▸ **Stored entries**
= = = = =

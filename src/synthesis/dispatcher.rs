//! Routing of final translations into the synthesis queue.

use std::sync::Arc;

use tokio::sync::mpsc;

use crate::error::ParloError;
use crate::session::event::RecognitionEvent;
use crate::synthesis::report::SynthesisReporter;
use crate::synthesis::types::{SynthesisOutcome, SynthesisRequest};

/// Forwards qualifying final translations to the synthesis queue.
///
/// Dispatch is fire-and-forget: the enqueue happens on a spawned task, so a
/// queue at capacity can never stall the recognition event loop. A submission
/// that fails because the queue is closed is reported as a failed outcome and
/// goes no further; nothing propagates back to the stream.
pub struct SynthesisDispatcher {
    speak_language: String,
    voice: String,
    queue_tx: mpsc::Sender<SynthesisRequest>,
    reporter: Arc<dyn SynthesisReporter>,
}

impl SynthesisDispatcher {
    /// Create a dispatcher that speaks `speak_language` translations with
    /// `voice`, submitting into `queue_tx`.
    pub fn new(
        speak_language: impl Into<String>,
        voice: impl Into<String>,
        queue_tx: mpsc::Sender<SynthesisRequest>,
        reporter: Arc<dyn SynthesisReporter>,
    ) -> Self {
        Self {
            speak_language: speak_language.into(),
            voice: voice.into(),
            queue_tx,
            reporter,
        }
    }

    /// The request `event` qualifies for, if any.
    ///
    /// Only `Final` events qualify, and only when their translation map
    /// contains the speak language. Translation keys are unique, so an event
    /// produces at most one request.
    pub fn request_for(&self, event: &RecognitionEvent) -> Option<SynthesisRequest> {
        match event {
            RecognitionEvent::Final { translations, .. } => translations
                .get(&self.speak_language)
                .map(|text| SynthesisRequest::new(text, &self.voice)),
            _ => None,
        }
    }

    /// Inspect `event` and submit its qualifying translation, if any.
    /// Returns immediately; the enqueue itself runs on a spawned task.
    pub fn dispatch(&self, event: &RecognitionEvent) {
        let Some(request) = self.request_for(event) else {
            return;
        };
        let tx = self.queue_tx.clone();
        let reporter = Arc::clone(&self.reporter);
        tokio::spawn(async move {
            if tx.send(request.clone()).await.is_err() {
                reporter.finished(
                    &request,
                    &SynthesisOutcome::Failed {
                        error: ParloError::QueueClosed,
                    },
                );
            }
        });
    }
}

= = = = =

▸ **Task to carry out**
All the lines above must appear again in the answer, word for word.

▸ **Written answer**
filename src/synthesis/dispatcher.rs
//! Routing of final translations into the synthesis queue.

use std::sync::Arc;

use tokio::sync::mpsc;

use crate::error::ParloError;
use crate::session::event::RecognitionEvent;
use crate::synthesis::report::SynthesisReporter;
use crate::synthesis::types::{SynthesisOutcome, SynthesisRequest};

/// Forwards qualifying final translations to the synthesis queue.
///
/// Dispatch is fire-and-forget: the enqueue happens on a spawned task, so a
/// queue at capacity can never stall the recognition event loop. A submission
/// that fails because the queue is closed is reported as a failed outcome and
/// goes no further; nothing propagates back to the stream.
pub struct SynthesisDispatcher {
    speak_language: String,
    voice: String,
    queue_tx: mpsc::Sender<SynthesisRequest>,
    reporter: Arc<dyn SynthesisReporter>,
}

impl SynthesisDispatcher {
    /// Create a dispatcher that speaks `speak_language` translations with
    /// `voice`, submitting into `queue_tx`.
    pub fn new(
        speak_language: impl Into<String>,
        voice: impl Into<String>,
        queue_tx: mpsc::Sender<SynthesisRequest>,
        reporter: Arc<dyn SynthesisReporter>,
    ) -> Self {
        Self {
            speak_language: speak_language.into(),
            voice: voice.into(),
            queue_tx,
            reporter,
        }
    }

    /// The request `event` qualifies for, if any.
    ///
    /// Only `Final` events qualify, and only when their translation map
    /// contains the speak language. Translation keys are unique, so an event
    /// produces at most one request.
    pub fn request_for(&self, event: &RecognitionEvent) -> Option<SynthesisRequest> {
        match event {
            RecognitionEvent::Final { translations, .. } => translations
                .get(&self.speak_language)
                .map(|text| SynthesisRequest::new(text, &self.voice)),
            _ => None,
        }
    }

    /// Inspect `event` and submit its qualifying translation, if any.
    /// Returns immediately; the enqueue itself runs on a spawned task.
    pub fn dispatch(&self, event: &RecognitionEvent) {
        let Some(request) = self.request_for(event) else {
            return;
        };
        let tx = self.queue_tx.clone();
        let reporter = Arc::clone(&self.reporter);
        tokio::spawn(async move {
            if tx.send(request.clone()).await.is_err() {
                reporter.finished(
                    &request,
                    &SynthesisOutcome::Failed {
                        error: ParloError::QueueClosed,
                    },
                );
            }
        });
    }
}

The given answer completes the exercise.